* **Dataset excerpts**
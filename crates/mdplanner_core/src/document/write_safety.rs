//! Crash- and race-safe replacement of the project document.
//!
//! # Responsibility
//! - Serialize writers of one document path inside the process.
//! - Snapshot the previous content before each write, with retention.
//! - Replace the file atomically (temp file + rename).
//!
//! # Invariants
//! - Writers to one canonical path are mutually exclusive and are handed
//!   the lock in arrival order (fair unlock).
//! - A snapshot is skipped when the content hash equals the last snapshot.
//! - Snapshot failures never block the write; they are logged.
//! - A failed write leaves the previous document intact.

use super::{DocResult, DocumentError};
use crate::config::WriteSafetyConfig;
use crate::model::EntityKind;
use log::{debug, error, info, warn};
use once_cell::sync::Lazy;
use parking_lot::{Mutex, MutexGuard};
use sha2::{Digest, Sha256};
use std::collections::HashMap;
use std::fmt::Write as _;
use std::fs;
use std::io::ErrorKind;
use std::path::{Path, PathBuf};
use std::sync::Arc;
use std::time::{Instant, SystemTime};
use time::format_description::well_known::Rfc3339;
use time::OffsetDateTime;

static LOCKS: Lazy<Mutex<HashMap<PathBuf, Arc<DocumentLock>>>> =
    Lazy::new(|| Mutex::new(HashMap::new()));

/// State shared by every handle on one document path.
#[derive(Debug, Default)]
pub struct LockState {
    last_backup_hash: Option<String>,
    counters: HashMap<EntityKind, u64>,
}

impl LockState {
    pub(crate) fn counter(&self, kind: EntityKind) -> u64 {
        self.counters.get(&kind).copied().unwrap_or(0)
    }

    pub(crate) fn set_counter(&mut self, kind: EntityKind, value: u64) {
        self.counters.insert(kind, value);
    }
}

#[derive(Debug, Default)]
struct DocumentLock {
    state: Mutex<LockState>,
}

/// Returns the process-wide lock for `key`, creating it on first use.
fn lock_for(key: &Path) -> Arc<DocumentLock> {
    let mut locks = LOCKS.lock();
    locks.entry(key.to_path_buf()).or_default().clone()
}

/// Canonical form of `path`, also for files that do not exist yet.
pub fn canonical_key(path: &Path) -> PathBuf {
    if let Ok(canonical) = fs::canonicalize(path) {
        return canonical;
    }
    let absolute = if path.is_absolute() {
        path.to_path_buf()
    } else {
        std::env::current_dir()
            .map(|dir| dir.join(path))
            .unwrap_or_else(|_| path.to_path_buf())
    };
    match (absolute.parent(), absolute.file_name()) {
        (Some(parent), Some(name)) => fs::canonicalize(parent)
            .map(|dir| dir.join(name))
            .unwrap_or(absolute),
        _ => absolute,
    }
}

/// Handle on one project document file.
#[derive(Debug, Clone)]
pub struct DocumentFile {
    path: PathBuf,
    config: WriteSafetyConfig,
    lock: Arc<DocumentLock>,
}

/// Exclusive access to the document while the write lock is held.
pub struct LockedDocument<'a> {
    file: &'a DocumentFile,
    state: &'a mut LockState,
}

impl DocumentFile {
    pub fn open(path: impl AsRef<Path>, config: WriteSafetyConfig) -> Self {
        let path = path.as_ref().to_path_buf();
        let lock = lock_for(&canonical_key(&path));
        Self { path, config, lock }
    }

    pub fn path(&self) -> &Path {
        &self.path
    }

    pub fn config(&self) -> &WriteSafetyConfig {
        &self.config
    }

    /// Reads the document; `None` when it does not exist.
    pub fn read(&self) -> DocResult<Option<String>> {
        match fs::read_to_string(&self.path) {
            Ok(content) => Ok(Some(content)),
            Err(err) if err.kind() == ErrorKind::NotFound => Ok(None),
            Err(err) => {
                error!(
                    "event=doc_read module=document status=error path={} error={}",
                    self.path.display(),
                    err
                );
                Err(DocumentError::io(&self.path, err))
            }
        }
    }

    /// Runs `op` while holding the write lock for this path.
    pub fn locked<R>(&self, op: impl FnOnce(&mut LockedDocument<'_>) -> DocResult<R>) -> DocResult<R> {
        let mut guard = self.lock.state.lock();
        let result = op(&mut LockedDocument {
            file: self,
            state: &mut guard,
        });
        MutexGuard::unlock_fair(guard);
        result
    }

    /// Replaces the document with `content` (lock, snapshot, atomic write).
    pub fn write(&self, content: &str) -> DocResult<()> {
        self.locked(|doc| doc.commit(content))
    }

    /// Read-modify-write under the lock; `op` returns the new content, or
    /// `None` to leave the file untouched. A missing document reads as "".
    pub fn modify(&self, op: impl FnOnce(&str) -> DocResult<Option<String>>) -> DocResult<bool> {
        self.locked(|doc| {
            let current = doc.read()?.unwrap_or_default();
            match op(&current)? {
                Some(next) => {
                    doc.commit(&next)?;
                    Ok(true)
                }
                None => Ok(false),
            }
        })
    }

    fn snapshot(&self, state: &mut LockState) {
        if !self.config.backups_enabled {
            return;
        }
        if let Err(err) = self.try_snapshot(state) {
            warn!(
                "event=backup_create module=document status=error path={} error={}",
                self.path.display(),
                err
            );
        }
    }

    fn try_snapshot(&self, state: &mut LockState) -> std::io::Result<()> {
        let content = match fs::read_to_string(&self.path) {
            Ok(content) => content,
            Err(err) if err.kind() == ErrorKind::NotFound => return Ok(()),
            Err(err) => return Err(err),
        };
        let hash = content_hash(&content);
        if state.last_backup_hash.as_deref() == Some(hash.as_str()) {
            debug!(
                "event=backup_create module=document status=skipped reason=unchanged path={}",
                self.path.display()
            );
            return Ok(());
        }

        let dir = self.config.backup_dir_for(&self.path);
        fs::create_dir_all(&dir)?;
        let stem = self.backup_stem();
        let target = dir.join(format!("{stem}_backup_{}.md", backup_stamp()));
        fs::write(&target, &content)?;
        state.last_backup_hash = Some(hash);
        info!(
            "event=backup_create module=document status=ok file={}",
            target.display()
        );

        if let Err(err) = prune_backups(&dir, &stem, self.config.max_backups) {
            warn!(
                "event=backup_prune module=document status=error dir={} error={}",
                dir.display(),
                err
            );
        }
        Ok(())
    }

    fn backup_stem(&self) -> String {
        self.path
            .file_stem()
            .map(|stem| stem.to_string_lossy().into_owned())
            .unwrap_or_else(|| "document".to_string())
    }

    fn atomic_write(&self, content: &str) -> std::io::Result<()> {
        let dir = self
            .path
            .parent()
            .filter(|dir| !dir.as_os_str().is_empty())
            .unwrap_or_else(|| Path::new("."));
        let name = self
            .path
            .file_name()
            .map(|name| name.to_string_lossy().into_owned())
            .unwrap_or_else(|| "document.md".to_string());
        let temp = dir.join(format!(".{name}.{}.tmp", uuid::Uuid::new_v4()));
        fs::write(&temp, content)?;
        if let Err(err) = fs::rename(&temp, &self.path) {
            let _ = fs::remove_file(&temp);
            return Err(err);
        }
        Ok(())
    }
}

impl LockedDocument<'_> {
    pub fn read(&self) -> DocResult<Option<String>> {
        self.file.read()
    }

    /// Snapshots the current file and atomically replaces it.
    pub fn commit(&mut self, content: &str) -> DocResult<()> {
        let started = Instant::now();
        self.file.snapshot(self.state);
        if let Err(err) = self.file.atomic_write(content) {
            error!(
                "event=doc_write module=document status=error path={} error={}",
                self.file.path.display(),
                err
            );
            return Err(DocumentError::io(&self.file.path, err));
        }
        info!(
            "event=doc_write module=document status=ok bytes={} duration_ms={}",
            content.len(),
            started.elapsed().as_millis()
        );
        Ok(())
    }

    pub(crate) fn state(&mut self) -> &mut LockState {
        self.state
    }
}

pub fn content_hash(content: &str) -> String {
    let digest = Sha256::digest(content.as_bytes());
    let mut out = String::with_capacity(64);
    for byte in digest {
        let _ = write!(&mut out, "{byte:02x}");
    }
    out
}

/// RFC 3339 instant with `:` and `.` replaced so it is a valid file name.
fn backup_stamp() -> String {
    let now = OffsetDateTime::now_utc();
    let formatted = now
        .format(&Rfc3339)
        .unwrap_or_else(|_| now.unix_timestamp_nanos().to_string());
    formatted.replace([':', '.'], "-")
}

/// Deletes the oldest `{stem}_backup_*.md` files beyond `max`.
fn prune_backups(dir: &Path, stem: &str, max: usize) -> std::io::Result<usize> {
    let prefix = format!("{stem}_backup_");
    let mut backups: Vec<(SystemTime, String, PathBuf)> = Vec::new();
    for entry in fs::read_dir(dir)? {
        let entry = entry?;
        let name = entry.file_name().to_string_lossy().into_owned();
        if !name.starts_with(&prefix) || !name.ends_with(".md") {
            continue;
        }
        let modified = entry
            .metadata()
            .and_then(|meta| meta.modified())
            .unwrap_or(SystemTime::UNIX_EPOCH);
        backups.push((modified, name, entry.path()));
    }
    if backups.len() <= max {
        return Ok(0);
    }
    backups.sort_by(|a, b| b.0.cmp(&a.0).then_with(|| b.1.cmp(&a.1)));
    let mut removed = 0;
    for (_, _, path) in backups.into_iter().skip(max) {
        fs::remove_file(&path)?;
        removed += 1;
    }
    info!(
        "event=backup_prune module=document status=ok removed={} kept={}",
        removed, max
    );
    Ok(removed)
}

* **Work task**
Find every line above where the word "config" occurs, and copy that line.

* **Answer for the task**
use crate::config::WriteSafetyConfig;
    config: WriteSafetyConfig,
    pub fn open(path: impl AsRef<Path>, config: WriteSafetyConfig) -> Self {
        Self { path, config, lock }
    pub fn config(&self) -> &WriteSafetyConfig {
        &self.config
        if !self.config.backups_enabled {
        let dir = self.config.backup_dir_for(&self.path);
        if let Err(err) = prune_backups(&dir, &stem, self.config.max_backups) {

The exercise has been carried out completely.